As mentioned earlier, a bloom filter can only answer any query in yes or no. For example, if there exists a BF for a human chromosome 16 and if a certain disease pattern needs to be checked whether it is present in that chromosome or not, the BF can answer the query in “yes” if the pattern is present or “no” if the pattern is not present. However, in medical science, it is significant to determine the presence of the pattern in the certain chromosome but also the position of that pattern in the chromosome. It is because the location of the disease pattern can also determine the type of the disease; e.g., Maturity Onset Diabetes of the Young (MODY), which is an inherited form of diabetes mellitus, has more than ten different types. Based on the location of the pattern, the type of the disease can be found. Moreover, the number of times a certain pattern is reported in the DNA sequence is also important as it shows the intensity of the disease. For example, the high repetition of the pattern CTG/CAG is often linked with the Huntington’s disease. However, algorithms have been previously proposed where compression is achieved through BFs but to retrieve the original sequence it must be decompressed. Through this paper, we addressed some of these problems due to which BFs are not particularly preferred for pattern matching and sequence compression. Following are the main contributions of this work:(i)We propose an algorithm using multiple BFs to compress DNA sequences which eliminates the need to store the original DNA sequence for pattern searching tasks(ii)We propose and integrate techniques for identifying the exact location of the pattern as well as the number of times the pattern is repeated in the sequence, within the compressed sequence(iii)We provide initial experimental results for evaluating the accuracy and time efficiency of the proposed approach along with deficiencies observed and identify potential future research directions

The remainder of this paper is organized as follows: Section 2 covers the related work. The proposed algorithm is discussed in Section 3. Section 4 presents the experimental results and finally the last section presents the conclusions.

2. Literature Review

Compression algorithms for DNA or genome generally fall into four categories. The first category is naive-bit encoding where one or more characters are represented by a certain codeword. For example, the simplest encoding for DNA sequence can be obtained by assigning 2 unique pair of bits to each of the unique alphabet present in a DNA sequence like A=00, C=01, G=10, and T=11 [13]. The second category is a dictionary-based or substitutional compression. It is mostly observed that a DNA sequence consists of a lot of repeated sequences. As a result, the repeated sequences can be replaced by references to a dictionary that is either built offline or is maintained at runtime [4]. The most common dictionary-based algorithms include LZ77 and LZ78.

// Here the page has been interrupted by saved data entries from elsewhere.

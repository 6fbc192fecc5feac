//! Interpreter that runs a [`Command`] against a start [`Position`] and an
//! obstacle set.
//!
//! The entry point is [`execute`]. It is a pure function: no I/O, no shared
//! state, and the same inputs always give the same [`Outcome`].

use crate::command::Command;
use crate::error::LandingObstacle;
use crate::outcome::Outcome;
use crate::rover::{Obstacle, Position};
use std::collections::HashSet;
use tracing::{debug, warn};

/// Runs `command` from `start`, stopping before the first translation whose
/// destination is in `obstacles`.
///
/// # Landing check
///
/// If `start.point` is itself an obstacle the call fails with
/// [`LandingObstacle`] before anything else, even for the empty command.
///
/// # Execution
///
/// Instructions are applied strictly left to right:
/// 1. `F`/`B` compute the destination cell. If it is an obstacle the rover
///    stays where it is, the outcome is marked `stopped_by_obstacle`, and the
///    executed command is the prefix processed so far.
/// 2. `L`/`R` turn in place and are never blocked, even when facing an
///    obstacle.
/// 3. Every accepted instruction appends the new position to the path.
///
/// Only the destination of each one-cell step is checked.
///
/// # Lattice edge
///
/// Coordinates are `i32`. A translation that would leave that range is
/// treated as blocked: the run stops exactly as it does in front of an
/// obstacle, with `stopped_by_obstacle` set.
pub fn execute(
    command: &Command,
    start: Position,
    obstacles: &HashSet<Obstacle>,
) -> Result<Outcome, LandingObstacle> {
    if obstacles.contains(&start.point) {
        warn!(x = start.x(), y = start.y(), "landing position is an obstacle");
        return Err(LandingObstacle { point: start.point });
    }

    debug!(command = %command, start = %start, obstacles = obstacles.len(), "executing");

    let mut outcome = Outcome::new(command.clone(), start);
    let mut current = start;

    for (index, op) in command.ops().enumerate() {
        let Some(next) = op.try_apply(current) else {
            debug!(
                index,
                symbol = %op.symbol(),
                x = current.x(),
                y = current.y(),
                "stopped at lattice edge"
            );
            return Ok(outcome.finish(true));
        };

        if op.is_translation() && obstacles.contains(&next.point) {
            debug!(
                index,
                symbol = %op.symbol(),
                x = next.x(),
                y = next.y(),
                "stopped by obstacle"
            );
            return Ok(outcome.finish(true));
        }

        outcome.record_step(next);
        current = next;
    }

    Ok(outcome.finish(false))
}
//! Deployment configuration: the default start position and where the
//! obstacle map lives.
//!
//! Values come from the process environment, after loading a `.env` file if
//! one exists.

use crate::error::ConfigError;
use crate::rover::{Direction, Point, Position};
use std::env;
use std::path::PathBuf;

pub const START_POSITION_X: &str = "START_POSITION_X";
pub const START_POSITION_Y: &str = "START_POSITION_Y";
pub const START_DIRECTION: &str = "START_DIRECTION";
pub const OBSTACLES_JSON_PATH: &str = "OBSTACLES_JSON_PATH";

pub const DEFAULT_OBSTACLES_JSON_PATH: &str = "/config/obstacles.json";

#[derive(Clone, Debug, PartialEq, Eq)]
pub struct RoverConfig {
    /// Where the rover lands when no position has been recorded yet.
    pub start_position: Position,

    /// JSON file holding the obstacle map as `[[x, y], ...]`.
    pub obstacles_path: PathBuf,
}

impl Default for RoverConfig {
    fn default() -> Self {
        Self {
            start_position: Position::default(),
            obstacles_path: PathBuf::from(DEFAULT_OBSTACLES_JSON_PATH),
        }
    }
}

impl RoverConfig {
    /// Reads the configuration from the environment, loading `.env` first.
    pub fn from_env() -> Result<Self, ConfigError> {
        let _ = dotenvy::dotenv(); // a missing .env is fine
        Self::from_lookup(|key| env::var(key).ok())
    }

    /// Builds the configuration from an arbitrary key lookup. Unset keys take
    /// their defaults; set but unparsable keys are errors.
    pub fn from_lookup(lookup: impl Fn(&str) -> Option<String>) -> Result<Self, ConfigError> {
        let defaults = Self::default();

        let x = parse_int(&lookup, START_POSITION_X)?.unwrap_or(defaults.start_position.x());
        let y = parse_int(&lookup, START_POSITION_Y)?.unwrap_or(defaults.start_position.y());
        let direction = match lookup(START_DIRECTION) {
            Some(raw) => raw.parse::<Direction>()?,
            None => defaults.start_position.direction,
        };
        let obstacles_path = lookup(OBSTACLES_JSON_PATH)
            .map(PathBuf::from)
            .unwrap_or(defaults.obstacles_path);

        Ok(Self {
            start_position: Position::new(Point::new(x, y), direction),
            obstacles_path,
        })
    }
}

fn parse_int(
    lookup: &impl Fn(&str) -> Option<String>,
    key: &'static str,
) -> Result<Option<i32>, ConfigError> {
    lookup(key)
        .map(|value| {
            value
                .trim()
                .parse::<i32>()
                .map_err(|_| ConfigError::InvalidInteger { key, value })
        })
        .transpose()
}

Further, there are statistical methods that achieve extremely good compression rates by generating probabilistic models based on genome datasets [57]. The fourth category is referential compression where any repeated sequence in an input dataset is replaced with a reference to one or more external DNA sequences [811]. A data structure plays a critical role in any algorithm designed for achieving good compression ratios, fast searching of patterns inside sequences, or both. Many algorithms proposed in the area of bioinformatics make use of self-index-based data structures to achieve above mention goals. They can be used to avoid the need of keeping large files of text along with the index [1215]. The index itself contains sufficient information that any part of the text can be recreated. Some of the examples of self-indexes include compressed suffix array (CSA), Succinct Suffix Array (SSA), and FM-index [1619]. In addition to this, there are other variations of indexes as well [20] and some of them are shown under different categories in Table 1.


Data StructureVariants

Full-Text IndexSuffix Array [20]
Full-Text IndexSuffix Tree [20]
Self-IndexCompressed Suffix Array (CSA) [16]
Self-IndexRun Length Compressed Suffix Array (RLCSA) [12]
Self-IndexSuccinct Suffix Array [13]
Self-IndexFM-Index [17]
Self-IndexAlphabet Friendly FM-Index [18]
Self-IndexLZ-Index [19]
Word-based Self-IndexWord based Compressed Suffix Array (WCSA) [14]
Word-based Self-IndexWord based Succinct suffix array (WSSA) [14]
Word-based Self-IndexByte oriented Codes wavelet Tree (BOC-WT) [37]
Probabilistic-IndexFast and Accurate Classification of Sequences (FACS) [23]
Probabilistic-IndexProbabilistic de Bruijn Graph [21]
Probabilistic-IndexBloom filter Alignment-free reference-based Compression and Decompression (BARCIDE) [22]
Probabilistic-IndexSequence Bloom Tree [24]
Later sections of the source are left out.